__EXTRACTED RECORDS__:
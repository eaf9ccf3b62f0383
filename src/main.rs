use append_proof_charts::cli::{usage, Args, Invocation};
use append_proof_charts::{report_fatal, run};
use std::process::ExitCode;

fn main() -> ExitCode {
    env_logger::Builder::from_env(env_logger::Env::default().default_filter_or("info")).init();

    let args: Args = argh::from_env();
    let invocation = match Invocation::from_args(args) {
        Ok(Some(invocation)) => invocation,
        Ok(None) => {
            let program = std::env::args()
                .next()
                .unwrap_or_else(|| "plot-append-proof".to_string());
            println!("{}", usage(&program));
            return ExitCode::SUCCESS;
        }
        Err(e) => {
            report_fatal(&e, std::io::stderr());
            return ExitCode::FAILURE;
        }
    };

    match run(&invocation) {
        Ok(()) => ExitCode::SUCCESS,
        Err(e) => {
            report_fatal(&e, std::io::stderr());
            ExitCode::FAILURE
        }
    }
}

__WHAT YOU ARE ASKED TO DO__: Find the lines above holding the word "ExitCode" and show them.

__ANSWER SECTION__:
use std::process::ExitCode;
fn main() -> ExitCode {
            return ExitCode::SUCCESS;
            return ExitCode::FAILURE;
        Ok(()) => ExitCode::SUCCESS,
            ExitCode::FAILURE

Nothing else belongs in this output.